EXERCISE DIRECTIONS - Everything in the data below should be restated word for word.

[[ MATERIAL PROVIDED, beginning ]]

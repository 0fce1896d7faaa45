use super::*;

fn mono(s: &str) -> i32 {
    s.chars().count() as i32 * 8
}

#[test]
fn short_text_is_one_line() {
    assert_eq!(wrap_lines("hello world", 200, &mono), vec!["hello world"]);
}

#[test]
fn wraps_at_word_boundaries() {
    // "aaa bbb" is 56 wide; a 40 wide cell fits one word per line.
    assert_eq!(wrap_lines("aaa bbb ccc", 40, &mono), vec!["aaa", "bbb", "ccc"]);
    assert_eq!(wrap_lines("aaa bbb ccc", 60, &mono), vec!["aaa bbb", "ccc"]);
}

#[test]
fn long_word_keeps_its_own_line() {
    assert_eq!(
        wrap_lines("a verylongword b", 40, &mono),
        vec!["a", "verylongword", "b"]
    );
}

#[test]
fn newlines_split_paragraphs() {
    assert_eq!(wrap_lines("a\n\nb", 100, &mono), vec!["a", "", "b"]);
    assert_eq!(wrap_lines("a\n", 100, &mono), vec!["a"]);
    assert_eq!(wrap_lines("\n", 100, &mono), vec![""]);
}

#[test]
fn empty_text_has_no_lines() {
    assert!(wrap_lines("", 100, &mono).is_empty());
}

[[ MATERIAL PROVIDED, end ]]

WRITTEN RESPONSE -
repository 0fce1896d7faaa45
use super::*;

fn mono(s: &str) -> i32 {
    s.chars().count() as i32 * 8
}

#[test]
fn short_text_is_one_line() {
    assert_eq!(wrap_lines("hello world", 200, &mono), vec!["hello world"]);
}

#[test]
fn wraps_at_word_boundaries() {
    // "aaa bbb" is 56 wide; a 40 wide cell fits one word per line.
    assert_eq!(wrap_lines("aaa bbb ccc", 40, &mono), vec!["aaa", "bbb", "ccc"]);
    assert_eq!(wrap_lines("aaa bbb ccc", 60, &mono), vec!["aaa bbb", "ccc"]);
}

#[test]
fn long_word_keeps_its_own_line() {
    assert_eq!(
        wrap_lines("a verylongword b", 40, &mono),
        vec!["a", "verylongword", "b"]
    );
}

#[test]
fn newlines_split_paragraphs() {
    assert_eq!(wrap_lines("a\n\nb", 100, &mono), vec!["a", "", "b"]);
    assert_eq!(wrap_lines("a\n", 100, &mono), vec!["a"]);
    assert_eq!(wrap_lines("\n", 100, &mono), vec![""]);
}

#[test]
fn empty_text_has_no_lines() {
    assert!(wrap_lines("", 100, &mono).is_empty());
}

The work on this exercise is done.